Material provided =
== Segment start ==

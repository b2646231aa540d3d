//! Attempt counts per error identity

use crate::errors::ErrorIdentity;
use std::collections::HashMap;
use std::sync::Mutex;

/// Monotonic attempt counter shared across batches
///
/// Counts only grow; [`AttemptHistory::reset`] is the single way back to
/// zero.
#[derive(Debug, Default)]
pub struct AttemptHistory {
    counts: Mutex<HashMap<ErrorIdentity, u32>>,
}

impl AttemptHistory {
    pub fn new() -> Self {
        Self::default()
    }

    pub fn count(&self, identity: &ErrorIdentity) -> u32 {
        self.lock().get(identity).copied().unwrap_or(0)
    }

    /// Record an attempt and return the new count
    pub fn increment(&self, identity: &ErrorIdentity) -> u32 {
        let mut counts = self.lock();
        let count = counts.entry(identity.clone()).or_insert(0);
        *count += 1;
        *count
    }

    pub fn reset(&self) {
        self.lock().clear();
    }

    pub fn snapshot(&self) -> HashMap<ErrorIdentity, u32> {
        self.lock().clone()
    }

    pub fn len(&self) -> usize {
        self.lock().len()
    }

    pub fn is_empty(&self) -> bool {
        self.len() == 0
    }

    fn lock(&self) -> std::sync::MutexGuard<'_, HashMap<ErrorIdentity, u32>> {
        self.counts.lock().unwrap_or_else(|poisoned| poisoned.into_inner())
    }
}
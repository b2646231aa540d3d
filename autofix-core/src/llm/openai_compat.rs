//! Chat completions over any OpenAI-compatible endpoint
//!
//! Hosted services and local servers (llama.cpp, vLLM, LM Studio) differ
//! only in base URL, key variable and auth header.

use super::errors::{LLMError, LLMResult};
use super::traits::{ModelProvider, TextStream};
use async_trait::async_trait;
use futures::StreamExt;
use reqwest::{Client, StatusCode};
use serde::{Deserialize, Serialize};
use std::time::Duration;
use tracing::{debug, warn};

/// Configuration for OpenAI-compatible providers
#[derive(Debug, Clone, Serialize, Deserialize)]
#[serde(default)]
pub struct OpenAICompatConfig {
    pub provider: String,
    pub base_url: String,
    pub api_key_env: String,
    pub model: String,
    pub max_tokens: usize,
    pub temperature: f32,
    pub timeout_secs: u64,
    pub auth_header: String,
    pub auth_prefix: String,
    pub system_prompt: Option<String>,
}

impl Default for OpenAICompatConfig {
    fn default() -> Self {
        Self::openai("gpt-4o-mini")
    }
}

impl OpenAICompatConfig {
    pub fn openai(model: &str) -> Self {
        Self {
            provider: "openai".to_string(),
            base_url: "https://api.openai.com/v1".to_string(),
            api_key_env: "OPENAI_API_KEY".to_string(),
            model: model.to_string(),
            max_tokens: 4096,
            temperature: 0.2,
            timeout_secs: 120,
            auth_header: "Authorization".to_string(),
            auth_prefix: "Bearer".to_string(),
            system_prompt: None,
        }
    }

    pub fn groq(model: &str) -> Self {
        Self {
            provider: "groq".to_string(),
            base_url: "https://api.groq.com/openai/v1".to_string(),
            api_key_env: "GROQ_API_KEY".to_string(),
            timeout_secs: 30,
            ..Self::openai(model)
        }
    }
}

#[derive(Debug, Clone, Serialize, Deserialize)]
struct ChatMessage {
    role: String,
    content: String,
}

#[derive(Debug, Serialize)]
struct ChatCompletionRequest {
    model: String,
    messages: Vec<ChatMessage>,
    temperature: f32,
    max_tokens: usize,
    #[serde(skip_serializing_if = "std::ops::Not::not")]
    stream: bool,
}

#[derive(Debug, Deserialize)]
struct ChatCompletionResponse {
    choices: Vec<ResponseChoice>,
}

#[derive(Debug, Deserialize)]
struct ResponseChoice {
    message: ChatMessage,
}

#[derive(Debug, Deserialize)]
struct StreamChunk {
    choices: Vec<StreamChoice>,
}

#[derive(Debug, Deserialize)]
struct StreamChoice {
    #[serde(default)]
    delta: StreamDelta,
}

#[derive(Debug, Default, Deserialize)]
struct StreamDelta {
    content: Option<String>,
}

/// OpenAI-compatible chat completions client
pub struct OpenAICompatProvider {
    client: Client,
    config: OpenAICompatConfig,
}

impl OpenAICompatProvider {
    pub fn new(config: OpenAICompatConfig) -> LLMResult<Self> {
        let client = Client::builder()
            .timeout(Duration::from_secs(config.timeout_secs))
            .build()
            .map_err(|e| LLMError::config(e.to_string()))?;

        Ok(Self { client, config })
    }

    pub fn config(&self) -> &OpenAICompatConfig {
        &self.config
    }

    fn build_request(&self, prompt: &str, system: Option<&str>, stream: bool) -> ChatCompletionRequest {
        let mut messages = Vec::new();
        if let Some(system) = system.or(self.config.system_prompt.as_deref()) {
            messages.push(ChatMessage { role: "system".to_string(), content: system.to_string() });
        }
        messages.push(ChatMessage { role: "user".to_string(), content: prompt.to_string() });

        ChatCompletionRequest {
            model: self.config.model.clone(),
            messages,
            temperature: self.config.temperature,
            max_tokens: self.config.max_tokens,
            stream,
        }
    }

    async fn send(&self, request: &ChatCompletionRequest) -> LLMResult<reqwest::Response> {
        let api_key = std::env::var(&self.config.api_key_env).map_err(|_| {
            LLMError::auth(format!(
                "{} API key not found in ${}",
                self.config.provider, self.config.api_key_env
            ))
        })?;

        let mut req = self.client.post(format!("{}/chat/completions", self.config.base_url));

        if self.config.auth_prefix.is_empty() {
            req = req.header(&self.config.auth_header, api_key);
        } else {
            req = req.header(
                &self.config.auth_header,
                format!("{} {}", self.config.auth_prefix, api_key),
            );
        }

        debug!("Sending request to {} ({})", self.config.provider, self.config.model);
        let response = req.json(request).send().await.map_err(|e| {
            if e.is_timeout() {
                LLMError::timeout(Duration::from_secs(self.config.timeout_secs))
            } else {
                LLMError::network(format!("Failed to send request to {}: {}", self.config.provider, e))
            }
        })?;

        let status = response.status();
        if status.is_success() {
            return Ok(response);
        }

        let retry_after = response
            .headers()
            .get("retry-after")
            .and_then(|v| v.to_str().ok())
            .and_then(|v| v.parse::<u64>().ok())
            .map(Duration::from_secs);
        let error_text = response.text().await.unwrap_or_default();
        warn!("{} API error ({}): {}", self.config.provider, status, error_text);

        Err(match status {
            StatusCode::UNAUTHORIZED | StatusCode::FORBIDDEN => LLMError::auth(error_text),
            StatusCode::TOO_MANY_REQUESTS => LLMError::rate_limit(error_text, retry_after),
            _ => LLMError::api(status.as_u16(), error_text),
        })
    }
}

/// Splits streamed bytes into lines
///
/// Chunks can end inside a multi-byte character, so bytes are only decoded
/// once their line is complete.
#[derive(Debug, Default)]
struct LineBuffer {
    pending: Vec<u8>,
}

impl LineBuffer {
    /// Append a chunk and return the lines it completes, trimmed
    fn push(&mut self, chunk: &[u8]) -> Vec<String> {
        self.pending.extend_from_slice(chunk);
        let mut lines = Vec::new();
        while let Some(newline) = self.pending.iter().position(|b| *b == b'\n') {
            let line: Vec<u8> = self.pending.drain(..=newline).collect();
            lines.push(String::from_utf8_lossy(&line).trim().to_string());
        }
        lines
    }
}

/// Parse the payload of one SSE `data:` line
///
/// Returns `None` for the terminator and for chunks without content.
fn parse_sse_data(data: &str) -> Option<LLMResult<String>> {
    if data == "[DONE]" {
        return None;
    }
    match serde_json::from_str::<StreamChunk>(data) {
        Ok(chunk) => chunk
            .choices
            .into_iter()
            .next()
            .and_then(|choice| choice.delta.content)
            .filter(|text| !text.is_empty())
            .map(Ok),
        Err(e) => Some(Err(LLMError::streaming(format!("Invalid stream chunk: {}", e)))),
    }
}

#[async_trait]
impl ModelProvider for OpenAICompatProvider {
    fn name(&self) -> &str {
        &self.config.provider
    }

    async fn complete(&self, prompt: &str, system: Option<&str>) -> LLMResult<String> {
        let request = self.build_request(prompt, system, false);
        let response = self.send(&request).await?;

        let result: ChatCompletionResponse = response
            .json()
            .await
            .map_err(|e| LLMError::parse(format!("Failed to parse {} response: {}", self.config.provider, e)))?;

        result
            .choices
            .into_iter()
            .next()
            .map(|c| c.message.content)
            .ok_or_else(|| LLMError::parse(format!("No response from {}", self.config.provider)))
    }

    async fn complete_stream(&self, prompt: &str, system: Option<&str>) -> LLMResult<TextStream> {
        let request = self.build_request(prompt, system, true);
        let response = self.send(&request).await?;
        let mut bytes = response.bytes_stream();

        let stream = async_stream::stream! {
            let mut buffer = LineBuffer::default();

            while let Some(chunk) = bytes.next().await {
                let chunk = match chunk {
                    Ok(chunk) => chunk,
                    Err(e) => {
                        yield Err(LLMError::streaming(e.to_string()));
                        break;
                    }
                };

                for line in buffer.push(&chunk) {
                    if line.is_empty() || line.starts_with(':') {
                        continue;
                    }
                    if let Some(data) = line.strip_prefix("data:") {
                        if let Some(item) = parse_sse_data(data.trim()) {
                            yield item;
                        }
                    }
                }
            }
        };

        Ok(Box::pin(stream))
    }
}

#[cfg(test)]
mod tests {
    use super::*;

    #[test]
    fn test_request_includes_system_prompt() {
        let provider = OpenAICompatProvider::new(OpenAICompatConfig::groq("llama3-70b")).unwrap();
        let request = provider.build_request("fix it", Some("you repair code"), false);
        assert_eq!(request.messages.len(), 2);
        assert_eq!(request.messages[0].role, "system");
        assert_eq!(request.model, "llama3-70b");

        let json = serde_json::to_value(&request).unwrap();
        assert!(json.get("stream").is_none());

        let streaming = provider.build_request("fix it", None, true);
        assert_eq!(streaming.messages.len(), 1);
        assert_eq!(serde_json::to_value(&streaming).unwrap()["stream"], true);
    }

    #[test]
    fn test_parse_sse_data() {
        let chunk = r#"{"choices":[{"delta":{"content":"Hello"}}]}"#;
        assert_eq!(parse_sse_data(chunk).unwrap().unwrap(), "Hello");

        let role_only = r#"{"choices":[{"delta":{"role":"assistant"}}]}"#;
        assert!(parse_sse_data(role_only).is_none());

        assert!(parse_sse_data("[DONE]").is_none());
        assert!(matches!(parse_sse_data("{oops"), Some(Err(LLMError::Stream(_)))));
    }

    #[test]
    fn test_line_buffer_keeps_split_characters() {
        let event = "data: {\"choices\":[{\"delta\":{\"content\":\"café\"}}]}\n\n".as_bytes();
        let split = event.iter().position(|b| *b == 0xA9).unwrap();

        let mut buffer = LineBuffer::default();
        assert!(buffer.push(&event[..split]).is_empty());
        let lines = buffer.push(&event[split..]);
        assert_eq!(lines.len(), 2);
        assert!(lines[1].is_empty());

        let data = lines[0].strip_prefix("data:").unwrap().trim();
        assert_eq!(parse_sse_data(data).unwrap().unwrap(), "café");
    }

    #[tokio::test]
    async fn test_missing_api_key_is_auth_error() {
        let config = OpenAICompatConfig {
            api_key_env: "AUTOFIX_TEST_KEY_THAT_IS_NEVER_SET".to_string(),
            ..OpenAICompatConfig::default()
        };
        let provider = OpenAICompatProvider::new(config).unwrap();
        let err = provider.complete("hi", None).await.unwrap_err();
        assert!(matches!(err, LLMError::Auth(_)));
    }
}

== Segment end ==

Aim of the exercise = Return, exactly as they stand, the lines from the start of the records above through the line with "pub fn snapshot(&self)", both ends included, and no other lines.

Result of this exercise =
repository b2646231aa540d3d
//! Attempt counts per error identity

use crate::errors::ErrorIdentity;
use std::collections::HashMap;
use std::sync::Mutex;

/// Monotonic attempt counter shared across batches
///
/// Counts only grow; [`AttemptHistory::reset`] is the single way back to
/// zero.
#[derive(Debug, Default)]
pub struct AttemptHistory {
    counts: Mutex<HashMap<ErrorIdentity, u32>>,
}

impl AttemptHistory {
    pub fn new() -> Self {
        Self::default()
    }

    pub fn count(&self, identity: &ErrorIdentity) -> u32 {
        self.lock().get(identity).copied().unwrap_or(0)
    }

    /// Record an attempt and return the new count
    pub fn increment(&self, identity: &ErrorIdentity) -> u32 {
        let mut counts = self.lock();
        let count = counts.entry(identity.clone()).or_insert(0);
        *count += 1;
        *count
    }

    pub fn reset(&self) {
        self.lock().clear();
    }

    pub fn snapshot(&self) -> HashMap<ErrorIdentity, u32> {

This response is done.